Saturated hydraulic conductivity of the least transmissive layer when any water impermeable layer exists at a depth greater than 100 centimeters

>10 μm/s

[4;10] μm/s

[0.4;4] μm/s

<0.4 μm/s

Curve Number

It is recommended to do a literature search to look for values for CN that are specific to the area you’re working in. If these are not available, look for values that correspond as closely as possible to the same types of land cover/soil/climate. If none of these more local values are available, general sources are recommended.

Curve numbers can be obtained from the USDA handbook: (NRCS-USDA, 2007 Chap. 9)

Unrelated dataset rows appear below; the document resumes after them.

//! Tabular export: flattens a report into rows and serializes them as
//! delimited text or as an Office Open XML workbook.

mod delimited;
mod workbook;

use serde::{Deserialize, Serialize};

use crate::config::TabularConfig;
use crate::error::Result;
use crate::types::{
    Artifact, EsgReportData, ExportFormat, PillarScore, ReportData, ReportPayload,
    artifact_filename,
};

/// One row of a tabular export
#[derive(Clone, Debug, PartialEq, Serialize, Deserialize)]
#[serde(rename_all = "PascalCase")]
pub struct TabularRow {
    /// Grouping (e.g. "Metric", "Environmental")
    pub section: String,
    /// Row label
    pub label: String,
    /// Formatted value
    pub value: String,
    /// Unit, empty when not applicable
    pub unit: String,
    /// Percent change against the previous period
    pub trend: Option<f64>,
}

impl TabularRow {
    fn new(section: &str, label: impl Into<String>, value: impl ToString, unit: &str) -> Self {
        Self {
            section: section.to_string(),
            label: label.into(),
            value: value.to_string(),
            unit: unit.to_string(),
            trend: None,
        }
    }
}

/// Flatten a report into rows, preserving metric and list order
pub fn rows(report: &ReportPayload) -> Vec<TabularRow> {
    match report {
        ReportPayload::Analytics(data) => analytics_rows(data),
        ReportPayload::Esg(data) => esg_rows(data),
    }
}

fn analytics_rows(report: &ReportData) -> Vec<TabularRow> {
    let mut rows = vec![
        TabularRow::new("Report", "Title", &report.title, ""),
        TabularRow::new("Report", "Generated At", report.generated_at.to_rfc3339(), ""),
    ];
    rows.extend(report.metrics.iter().map(|metric| TabularRow {
        section: "Metric".into(),
        label: metric.label.clone(),
        value: metric.value.to_string(),
        unit: metric.unit.clone(),
        trend: metric.trend,
    }));
    rows.extend(report.recommendations.iter().enumerate().map(|(i, text)| {
        TabularRow::new("Recommendation", format!("Recommendation {}", i + 1), text, "")
    }));
    rows
}

fn esg_rows(report: &EsgReportData) -> Vec<TabularRow> {
    let mut rows = vec![
        TabularRow::new("Summary", "Company", &report.company_name, ""),
        TabularRow::new("Summary", "Period", &report.report_period, ""),
        TabularRow::new("Summary", "Overall Score", report.overall_score, "/100"),
        TabularRow::new("Summary", "Industry Ranking", report.industry_ranking, ""),
    ];
    for pillar in report.pillars() {
        pillar_rows(&mut rows, pillar);
    }
    rows.extend(report.certifications.iter().enumerate().map(|(i, name)| {
        TabularRow::new("Certification", format!("Certification {}", i + 1), name, "")
    }));
    rows.extend(report.improvement_areas.iter().enumerate().map(|(i, area)| {
        TabularRow::new("Improvement Area", format!("Improvement Area {}", i + 1), area, "")
    }));
    rows
}

fn pillar_rows(rows: &mut Vec<TabularRow>, pillar: &PillarScore) {
    let section = pillar.pillar.title();
    rows.push(TabularRow::new(section, "Pillar Score", pillar.score, "/100"));
    for sub in &pillar.sub_scores {
        rows.push(TabularRow::new(section, &sub.label, sub.value, "%"));
    }
    for count in &pillar.counts {
        rows.push(TabularRow::new(section, &count.label, count.value, ""));
    }
}

/// Encodes reports as delimited text or spreadsheets
#[derive(Clone, Debug)]
pub struct TabularEncoder {
    product_name: String,
    delimiter: u8,
    sheet_name: String,
}

impl TabularEncoder {
    /// Create an encoder from tabular settings
    ///
    /// The delimiter is validated as ASCII by [`crate::Config::validate`].
    pub fn new(product_name: impl Into<String>, config: &TabularConfig) -> Self {
        Self {
            product_name: product_name.into(),
            delimiter: u8::try_from(config.delimiter).unwrap_or(b','),
            sheet_name: config.sheet_name.clone(),
        }
    }

    /// Encode `report` as delimited text with a header row
    pub fn csv(&self, report: &ReportPayload) -> Result<Artifact> {
        let rows = rows(report);
        let bytes = delimited::write(&rows, self.delimiter)?;
        Ok(self.artifact(ExportFormat::Csv, report, "csv", bytes, rows.len()))
    }

    /// Encode `report` as a single-sheet workbook
    pub fn spreadsheet(&self, report: &ReportPayload) -> Result<Artifact> {
        let rows = rows(report);
        let bytes = workbook::write(&rows, &self.sheet_name)?;
        Ok(self.artifact(ExportFormat::Spreadsheet, report, "xlsx", bytes, rows.len()))
    }

    fn artifact(
        &self,
        format: ExportFormat,
        report: &ReportPayload,
        extension: &str,
        bytes: Vec<u8>,
        row_count: usize,
    ) -> Artifact {
        let filename = artifact_filename(
            &self.product_name,
            report.kind(),
            report.generated_at(),
            extension,
        );
        tracing::info!(
            filename = %filename,
            rows = row_count,
            size_bytes = bytes.len(),
            "Encoded tabular report"
        );
        Artifact {
            format,
            filename,
            bytes,
        }
    }
}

For water bodies and wetlands that are connected to the stream, CN can be set to 99 (i.e. assuming that those pixels rapidly convey quickflow.)

When the focus is on potential flood effects, CN may be selected to reflect wet antecedent runoff conditions: CN values should then be converted to ARC-III conditions, as per Chapter 10 in NRCA-USDA guidelines (2007).

Bathymetry

Bathymetry measures water depth. NOAA’s National Geophysical Data Center (NGDC) provides global bathymetry data with various spatial resolutions at https://www.ngdc.noaa.gov/mgg/bathymetry/relief.html.

ETOPO1 is a 1 arc-minute global relief model of Earth’s surface that integrates land topography and ocean bathymetry. It was built from numerous global and regional data sets, and is available in “Ice Surface” (top of Antarctic and Greenland ice sheets) and “Bedrock” (base of the ice sheets) versions. NGDC also provides regional and other global bathymetry datasets.

GEBCO produces public-domain global, gridded bathymetry data: https://www.gebco.net/data_and_products/gridded_bathymetry_data/

Building Footprints

Maps of built infrastructure may be obtained from the city or open source data such as Open Street Map. https://www.openstreetmap.org

References

“Hydrologic Soil Groups.”National Engineering Handbook, United States Department of Agriculture, National Resources Conservation Service, 2007, www.nrcs.usda.gov/wps/portal/nrcs/detailfull/national/water/?cid=stelprdb1043063.